Chaque instant travaillé crée de la richesse, c’est vrai. Le travail est le meilleur garant de la pérennité de notre système de protection sociale. Je retiens la distinction intéressante que vous avez faite entre droit du métier et droit du travail. La passion du métier, vous avez raison, manque parfois aux nouvelles générations.

Au sujet des ingénieurs, les entreprises sont de plus en plus nombreuses à créer leurs propres formations, parfois au profit de vos concurrents, car notre système n’est pas en adéquation avec les besoins spécifiques de l’industrie.

Le rapport de Louis Gallois, la Cour des comptes et le FMI font tous le constat d’une détérioration structurelle de l’économie française et de la disparition des PME sur le territoire. Partagez-vous ce diagnostic ?

Mme Marie-Noëlle Battistel. Je vous remercie d’avoir donné une belle image des entreprises dans notre pays. Je note plusieurs points communs dans votre réussite : l’importance de la R&D, le soutien de la BPI et l’utilisation du crédit d’impôt recherche. S’agissant de ces deux outils, comment l’accompagnement dont vous avez pointé les insuffisances pourrait être amélioré ?

Certains d’entre vous ont souligné l’intérêt du CICE. Pouvez-vous préciser ses effets sur la compétitivité et l’emploi dans votre entreprise ? Comment l’avez-vous utilisé ?

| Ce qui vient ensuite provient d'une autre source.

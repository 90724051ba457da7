use crate::domain::ReleaseRecord;

#[derive(Debug, thiserror::Error)]
pub enum SourceError {
  #[error("release not found: {0}")]
  NotFound(String),

  #[error("io error: {0}")]
  Io(String),

  #[error("corrupt release data: {0}")]
  Corrupt(String),
}

/// Port de la capa de datos que entrega un release con sus pistas ordenadas.
///
/// `key` es la clave con la que la aplicación identifica el release; su
/// formato lo decide el adapter (un id de base de datos, un nombre de fichero…).
pub trait ReleaseSource {
  fn load_release(&self, key: &str) -> Result<ReleaseRecord, SourceError>;
}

Monsieur Tankéré, vous avez fait un parallèle entre le parlementaire et le salarié aux 35 heures. Je fais la différence. En suggérant de réduire l’activité des parlementaires, je n’ose croire que vous aviez dans l’idée de créer d’autres emplois…

M. Jean-Charles Taugourdeau. Je comprends les difficultés évoquées par les quatre intervenants car je me situe des deux côtés de la barrière. Savez-vous que ma condition de chef d’entreprise m’a valu il y a quelques années d’être presque hué dans cette commission. À cet égard, monsieur le président, l’audition des députés chefs d’entreprise pourrait être utile car eux aussi ont des choses à dire.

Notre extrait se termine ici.